[Stored data]
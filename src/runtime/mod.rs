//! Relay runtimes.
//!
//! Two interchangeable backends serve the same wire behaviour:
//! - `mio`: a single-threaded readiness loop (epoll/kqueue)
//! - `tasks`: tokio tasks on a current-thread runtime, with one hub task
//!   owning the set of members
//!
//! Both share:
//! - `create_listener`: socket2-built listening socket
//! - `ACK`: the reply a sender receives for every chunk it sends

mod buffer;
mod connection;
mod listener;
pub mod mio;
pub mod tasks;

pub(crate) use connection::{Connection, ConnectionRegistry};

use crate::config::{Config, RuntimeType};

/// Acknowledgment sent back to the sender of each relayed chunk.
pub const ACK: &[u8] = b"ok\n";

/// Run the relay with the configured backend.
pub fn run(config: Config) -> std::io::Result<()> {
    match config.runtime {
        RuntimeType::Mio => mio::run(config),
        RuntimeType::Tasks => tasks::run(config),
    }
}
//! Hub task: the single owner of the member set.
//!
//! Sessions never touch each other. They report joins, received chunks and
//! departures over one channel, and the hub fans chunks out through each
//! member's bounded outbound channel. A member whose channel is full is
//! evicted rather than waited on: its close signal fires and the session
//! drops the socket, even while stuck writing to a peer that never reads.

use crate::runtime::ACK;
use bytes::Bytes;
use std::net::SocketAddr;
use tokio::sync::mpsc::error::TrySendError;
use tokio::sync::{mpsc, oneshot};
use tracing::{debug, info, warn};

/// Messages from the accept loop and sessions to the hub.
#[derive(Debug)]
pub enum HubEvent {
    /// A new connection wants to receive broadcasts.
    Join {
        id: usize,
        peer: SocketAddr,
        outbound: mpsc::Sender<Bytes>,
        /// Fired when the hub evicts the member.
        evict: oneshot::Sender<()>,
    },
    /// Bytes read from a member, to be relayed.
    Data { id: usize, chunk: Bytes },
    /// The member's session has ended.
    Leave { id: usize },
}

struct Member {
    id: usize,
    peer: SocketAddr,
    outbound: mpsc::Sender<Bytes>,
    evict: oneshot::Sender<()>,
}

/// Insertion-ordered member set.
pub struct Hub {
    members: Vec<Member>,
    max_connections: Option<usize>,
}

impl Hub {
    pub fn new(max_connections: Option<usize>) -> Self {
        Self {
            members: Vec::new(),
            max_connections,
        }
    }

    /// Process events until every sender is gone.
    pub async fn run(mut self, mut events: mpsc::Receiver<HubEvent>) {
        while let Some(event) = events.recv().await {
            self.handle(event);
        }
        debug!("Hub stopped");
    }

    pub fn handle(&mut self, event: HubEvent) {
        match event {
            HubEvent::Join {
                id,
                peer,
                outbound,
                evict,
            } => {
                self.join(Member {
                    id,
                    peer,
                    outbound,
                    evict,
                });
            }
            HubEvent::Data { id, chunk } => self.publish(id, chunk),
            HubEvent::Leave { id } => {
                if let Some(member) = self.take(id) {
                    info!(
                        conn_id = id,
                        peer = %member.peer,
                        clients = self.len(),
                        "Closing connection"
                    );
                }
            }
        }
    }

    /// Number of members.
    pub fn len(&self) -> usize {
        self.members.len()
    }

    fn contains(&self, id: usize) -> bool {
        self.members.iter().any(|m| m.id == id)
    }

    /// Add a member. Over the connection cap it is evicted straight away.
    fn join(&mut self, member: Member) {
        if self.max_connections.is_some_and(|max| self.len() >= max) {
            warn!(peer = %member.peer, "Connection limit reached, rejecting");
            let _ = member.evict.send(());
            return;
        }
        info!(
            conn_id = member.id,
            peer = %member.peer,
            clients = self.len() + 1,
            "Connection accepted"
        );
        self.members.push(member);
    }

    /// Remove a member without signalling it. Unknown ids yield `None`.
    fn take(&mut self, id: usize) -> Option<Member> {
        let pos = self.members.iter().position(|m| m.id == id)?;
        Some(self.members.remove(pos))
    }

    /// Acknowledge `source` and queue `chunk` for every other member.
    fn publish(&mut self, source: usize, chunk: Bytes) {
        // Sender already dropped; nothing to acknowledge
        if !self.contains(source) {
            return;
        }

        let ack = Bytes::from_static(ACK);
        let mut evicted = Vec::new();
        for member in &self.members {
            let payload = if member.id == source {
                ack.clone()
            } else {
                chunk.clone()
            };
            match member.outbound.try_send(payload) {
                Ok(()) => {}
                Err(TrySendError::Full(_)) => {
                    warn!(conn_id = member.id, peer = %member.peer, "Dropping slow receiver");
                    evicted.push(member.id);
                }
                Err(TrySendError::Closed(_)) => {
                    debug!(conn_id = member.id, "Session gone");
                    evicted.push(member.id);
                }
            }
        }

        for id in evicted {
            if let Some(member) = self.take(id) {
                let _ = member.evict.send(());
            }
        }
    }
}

▶ **WHAT THE TASK REQUIRES**
Among the lines above, repeat exactly those from the line with "the configured backend." to the line with "use bytes::Bytes;", counting both ends.

▶ **ANSWER BOX**
/// Run the relay with the configured backend.
pub fn run(config: Config) -> std::io::Result<()> {
    match config.runtime {
        RuntimeType::Mio => mio::run(config),
        RuntimeType::Tasks => tasks::run(config),
    }
}
//! Hub task: the single owner of the member set.
//!
//! Sessions never touch each other. They report joins, received chunks and
//! departures over one channel, and the hub fans chunks out through each
//! member's bounded outbound channel. A member whose channel is full is
//! evicted rather than waited on: its close signal fires and the session
//! drops the socket, even while stuck writing to a peer that never reads.

use crate::runtime::ACK;
use bytes::Bytes;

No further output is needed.